- Aim of the task -
Within these records, how many lines hold "whose"? Give the number alone.
============================================================
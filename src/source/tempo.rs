//! Offline tempo dataset

use serde::Deserialize;
use std::io;
use std::path::Path;

/// One row of the flat tempo dataset
#[derive(Debug, Clone, PartialEq, Deserialize)]
pub struct TempoEntry {
    pub artist: String,
    pub title: String,
    /// Beats per minute
    #[serde(alias = "bpm")]
    pub tempo: f64,
    /// Provider identifier, when the dataset carries one
    #[serde(default)]
    pub id: Option<String>,
}

impl TempoEntry {
    pub fn new(artist: impl Into<String>, title: impl Into<String>, tempo: f64) -> Self {
        Self {
            artist: artist.into(),
            title: title.into(),
            tempo,
            id: None,
        }
    }
}

/// Read-only, ordered tempo dataset scanned synchronously
#[derive(Debug, Clone, Default)]
pub struct TempoDataset {
    entries: Vec<TempoEntry>,
}

impl TempoDataset {
    pub fn new(entries: Vec<TempoEntry>) -> Self {
        Self { entries }
    }

    /// Load a JSON array of entries. A missing file is an empty dataset.
    pub fn load(path: impl AsRef<Path>) -> io::Result<Self> {
        let path = path.as_ref();
        if !path.exists() {
            return Ok(Self::default());
        }
        let raw = std::fs::read_to_string(path)?;
        let entries: Vec<TempoEntry> = serde_json::from_str(&raw)
            .map_err(|e| io::Error::new(io::ErrorKind::InvalidData, e))?;
        Ok(Self { entries })
    }

    pub fn entries(&self) -> &[TempoEntry] {
        &self.entries
    }

    pub fn len(&self) -> usize {
        self.entries.len()
    }

    pub fn is_empty(&self) -> bool {
        self.entries.is_empty()
    }

    /// First entry whose title and artist contain the given strings,
    /// case-insensitively.
    pub fn lookup(&self, artist: &str, title: &str) -> Option<&TempoEntry> {
        let artist = artist.to_lowercase();
        let title = title.to_lowercase();
        self.entries.iter().find(|e| {
            e.title.to_lowercase().contains(&title) && e.artist.to_lowercase().contains(&artist)
        })
    }

    /// Entries with a positive tempo within `window` of `tempo`, paired with
    /// their distance, in dataset order.
    pub fn within(&self, tempo: f64, window: f64) -> impl Iterator<Item = (&TempoEntry, f64)> {
        self.entries.iter().filter_map(move |e| {
            let distance = (e.tempo - tempo).abs();
            (e.tempo > 0.0 && distance <= window).then_some((e, distance))
        })
    }

    /// Artist names, as written in the dataset
    pub fn artists(&self) -> impl Iterator<Item = &str> {
        self.entries.iter().map(|e| e.artist.as_str())
    }
}

#[cfg(test)]
mod tests {
    use super::*;
    use tempfile::TempDir;

    fn dataset() -> TempoDataset {
        TempoDataset::new(vec![
            TempoEntry::new("Deftones", "My Own Summer (Shove It)", 92.0),
            TempoEntry::new("Deftones", "Change (In the House of Flies)", 74.0),
            TempoEntry::new("Hum", "Stars", 95.0),
            TempoEntry::new("Broken Row", "Silence", 0.0),
        ])
    }

    #[test]
    fn lookup_is_substring_and_case_insensitive() {
        let ds = dataset();
        let hit = ds.lookup("deftones", "my own summer").unwrap();
        assert_eq!(hit.tempo, 92.0);
        assert!(ds.lookup("Hum", "Summer").is_none());
    }

    #[test]
    fn within_skips_zero_tempo_and_keeps_order() {
        let ds = dataset();
        let hits: Vec<_> = ds.within(93.0, 5.0).map(|(e, d)| (e.title.as_str(), d)).collect();
        assert_eq!(hits, vec![("My Own Summer (Shove It)", 1.0), ("Stars", 2.0)]);

        assert_eq!(ds.within(2.0, 5.0).count(), 0);
    }

    #[test]
    fn load_accepts_bpm_alias() {
        let dir = TempDir::new().unwrap();
        let path = dir.path().join("tracks.json");
        std::fs::write(
            &path,
            r#"[{"artist":"Hum","title":"Stars","bpm":95,"id":"4x"},{"artist":"Failure","title":"Another Space Song","tempo":120.5}]"#,
        )
        .unwrap();

        let ds = TempoDataset::load(&path).unwrap();
        assert_eq!(ds.len(), 2);
        assert_eq!(ds.entries()[0].id.as_deref(), Some("4x"));
        assert_eq!(ds.entries()[1].tempo, 120.5);
    }

    #[test]
    fn missing_file_is_empty() {
        let dir = TempDir::new().unwrap();
        let ds = TempoDataset::load(dir.path().join("absent.json")).unwrap();
        assert!(ds.is_empty());
    }
}
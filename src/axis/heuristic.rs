//! Low-confidence text extraction
//!
//! Guesses a principal person and a prior affiliation for an organization
//! from web search snippets. Everything produced here is provisional: the
//! axis that consumes it links at reduced weight and records the snippet
//! the guess came from.

use crate::graph::normalize;
use crate::source::SearchSnippet;
use regex::Regex;

/// A structured guess drawn from one search result
#[derive(Debug, Clone, PartialEq)]
pub struct Extraction {
    /// Likely founder / principal
    pub principal: String,
    /// Likely previous employer of the principal
    pub prior_affiliation: Option<String>,
    /// The snippet text the guess was drawn from
    pub snippet: String,
}

/// A pluggable extraction strategy
pub trait Extractor: Send + Sync {
    fn extract(&self, organization: &str, results: &[SearchSnippet]) -> Option<Extraction>;
}

/// Reads professional-profile search results of the form
/// `"Jane Doe - Founder - Studio | LinkedIn"`.
///
/// The principal is the title up to the first `-`. The prior affiliation is
/// the first word after a phrase like "ex-", "previously at", "former" or
/// "worked at", if it is longer than two characters and is not the
/// organization itself.
pub struct ProfileTitleExtractor {
    profile_marker: String,
    alumni: Regex,
}

impl ProfileTitleExtractor {
    pub fn new() -> Self {
        Self::with_marker("LinkedIn")
    }

    /// Only results whose title contains `marker` are considered.
    pub fn with_marker(marker: impl Into<String>) -> Self {
        Self {
            profile_marker: marker.into(),
            alumni: Regex::new(r"(?i)(?:ex-|previously at |former |worked at )([A-Z][a-zA-Z\s]+)")
                .expect("alumni pattern is a valid regex"),
        }
    }

    fn prior_affiliation(&self, organization: &str, snippet: &str) -> Option<String> {
        let phrase = self.alumni.captures(snippet)?.get(1)?.as_str().trim();
        let first_word = phrase.split_whitespace().next()?;
        (first_word.chars().count() > 2 && normalize(first_word) != normalize(organization))
            .then(|| first_word.to_string())
    }
}

impl Default for ProfileTitleExtractor {
    fn default() -> Self {
        Self::new()
    }
}

impl Extractor for ProfileTitleExtractor {
    fn extract(&self, organization: &str, results: &[SearchSnippet]) -> Option<Extraction> {
        let top = results
            .iter()
            .find(|r| r.title.contains(&self.profile_marker))?;

        let principal = top.title.split('-').next()?.trim();
        if principal.is_empty() {
            return None;
        }

        Some(Extraction {
            principal: principal.to_string(),
            prior_affiliation: self.prior_affiliation(organization, &top.snippet),
            snippet: top.snippet.clone(),
        })
    }
}

#[cfg(test)]
mod tests {
    use super::*;

    fn result(title: &str, snippet: &str) -> SearchSnippet {
        SearchSnippet {
            title: title.to_string(),
            snippet: snippet.to_string(),
            link: None,
        }
    }

    #[test]
    fn principal_from_title_and_alumni_from_snippet() {
        let results = vec![
            result("Native Foreign - Home", "An AI-forward studio"),
            result(
                "Nik Kleverov - Founder - Native Foreign | LinkedIn",
                "Director and founder, previously at Pixar Animation Studios.",
            ),
        ];
        let found = ProfileTitleExtractor::new()
            .extract("Native Foreign", &results)
            .unwrap();

        assert_eq!(found.principal, "Nik Kleverov");
        assert_eq!(found.prior_affiliation.as_deref(), Some("Pixar"));
        assert!(found.snippet.contains("previously at Pixar"));
    }

    #[test]
    fn short_or_self_affiliations_are_ignored() {
        let extractor = ProfileTitleExtractor::new();
        assert_eq!(extractor.prior_affiliation("Acme", "ex-HP engineer"), None);
        assert_eq!(extractor.prior_affiliation("Mother", "former Mother LA partner"), None);
        assert_eq!(
            extractor.prior_affiliation("Mother", "Worked at Google Creative Lab"),
            Some("Google".to_string())
        );
    }

    #[test]
    fn no_profile_results_is_none() {
        let results = vec![result("Mother LA | Home", "Independent creative agency")];
        assert!(ProfileTitleExtractor::new().extract("Mother LA", &results).is_none());
    }

    #[test]
    fn missing_pedigree_still_yields_principal() {
        let results = vec![result("Ryan Staake - Director | LinkedIn", "Music video director")];
        let found = ProfileTitleExtractor::new().extract("Pomp & Clout", &results).unwrap();
        assert_eq!(found.principal, "Ryan Staake");
        assert_eq!(found.prior_affiliation, None);
    }
}
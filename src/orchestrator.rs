//! Orchestrator: one exploration, start to finish
//!
//! Loads the graph, resolves the landmark, runs the requested axes one
//! after another, saves once and reports totals. Axes never run
//! concurrently: provider pacing stays predictable and graph mutation
//! stays single-threaded.
//!
//! Failures are contained per axis. A source outage degrades the axis, an
//! axis error is logged and recorded, and the run carries on with the
//! next axis. Only an unresolvable landmark or an unreadable store stops
//! an exploration, and the former never touches the graph.

use crate::axis::{
    Anchor, AxisEngine, AxisKind, AxisReport, CatalogTraversal, FixtureTable, MemberGraph,
    PeerDiscovery, Portfolio, ProfileTitleExtractor, RelatedArtists, TempoProximity,
    TemporalCluster, TextHeuristic,
};
use crate::config::AxisSettings;
use crate::graph::{
    canonical_key, provenance, ArtistDetails, Axis, Graph, GraphError, Node, NodeDetails, NodeKey,
    NodeKind, OrgDetails, TrackDetails,
};
use crate::source::{CatalogSource, CreditSource, TempoDataset, WebSearch};
use crate::storage::{GraphStore, StorageError};
use serde::Serialize;
use std::sync::Arc;
use thiserror::Error;
use tracing::{debug, error, info, warn};

/// Node kinds an organizational exploration can anchor on, in lookup order
const ORGANIZATION_KINDS: [NodeKind; 3] =
    [NodeKind::Agency, NodeKind::Person, NodeKind::TraditionalStudio];

/// Why an orchestration call could not produce a result at all
#[derive(Debug, Error)]
pub enum OrchestratorError {
    #[error("Storage error: {0}")]
    Storage(#[from] StorageError),

    #[error("Graph error: {0}")]
    Graph(#[from] GraphError),
}

pub type OrchestratorResult<T> = Result<T, OrchestratorError>;

/// The external collaborators the axes draw on
#[derive(Clone)]
pub struct Sources {
    pub tempo: Arc<TempoDataset>,
    pub catalog: Arc<dyn CatalogSource>,
    pub credits: Arc<dyn CreditSource>,
    pub web: Arc<dyn WebSearch>,
}

/// An axis that returned an error
#[derive(Debug, Clone, PartialEq, Serialize)]
pub struct AxisFailure {
    pub axis: AxisKind,
    pub error: String,
}

/// Aggregate result of one exploration
#[derive(Debug, Clone, PartialEq, Serialize)]
#[serde(rename_all = "camelCase")]
pub struct ExploreStats {
    /// Resolved landmark name
    pub landmark: String,
    pub anchor: NodeKey,
    pub total_nodes: usize,
    pub total_edges: usize,
    pub total_landmarks: usize,
    pub nodes_added: usize,
    pub edges_added: usize,
    /// Axes that ran to completion, in execution order
    pub axes_run: Vec<AxisKind>,
    /// Requested axes that did not apply to this landmark
    pub axes_skipped: Vec<AxisKind>,
    pub axes_failed: Vec<AxisFailure>,
    /// Axes that ran but lost at least one source along the way
    pub axes_degraded: Vec<AxisKind>,
    /// Whether the graph was written back
    pub persisted: bool,
}

#[derive(Debug, Clone, PartialEq, Serialize)]
#[serde(tag = "status", rename_all = "kebab-case")]
pub enum ExploreOutcome {
    Explored(ExploreStats),
    /// The landmark could not be resolved; the graph was not touched
    NotFound { query: String },
}

impl ExploreOutcome {
    pub fn stats(&self) -> Option<&ExploreStats> {
        match self {
            ExploreOutcome::Explored(stats) => Some(stats),
            ExploreOutcome::NotFound { .. } => None,
        }
    }
}

/// Result of registering an organization landmark
#[derive(Debug, Clone, PartialEq, Serialize)]
#[serde(rename_all = "camelCase")]
pub struct AgencyRegistration {
    pub key: NodeKey,
    pub name: String,
    /// Whether a new landmark entry was appended
    pub created: bool,
    pub persisted: bool,
}

/// Result of seeding an empty graph
#[derive(Debug, Clone, PartialEq, Serialize)]
#[serde(rename_all = "camelCase")]
pub struct SeedSummary {
    pub landmarks_added: usize,
    pub edges_added: usize,
    pub persisted: bool,
}

#[derive(Default)]
struct AxisTally {
    nodes_added: usize,
    edges_added: usize,
    run: Vec<AxisKind>,
    skipped: Vec<AxisKind>,
    failed: Vec<AxisFailure>,
    degraded: Vec<AxisKind>,
}

impl AxisTally {
    fn record(&mut self, kind: AxisKind, report: AxisReport) {
        self.nodes_added += report.nodes_added;
        self.edges_added += report.edges_added;
        self.run.push(kind);
        if report.degraded {
            self.degraded.push(kind);
        }
    }
}

pub struct Orchestrator {
    store: Arc<dyn GraphStore>,
    catalog: Arc<dyn CatalogSource>,
    tempo: Arc<TempoDataset>,
    fixtures: Arc<FixtureTable>,
    engines: Vec<Arc<dyn AxisEngine>>,
}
============================================================
- Answer section -
2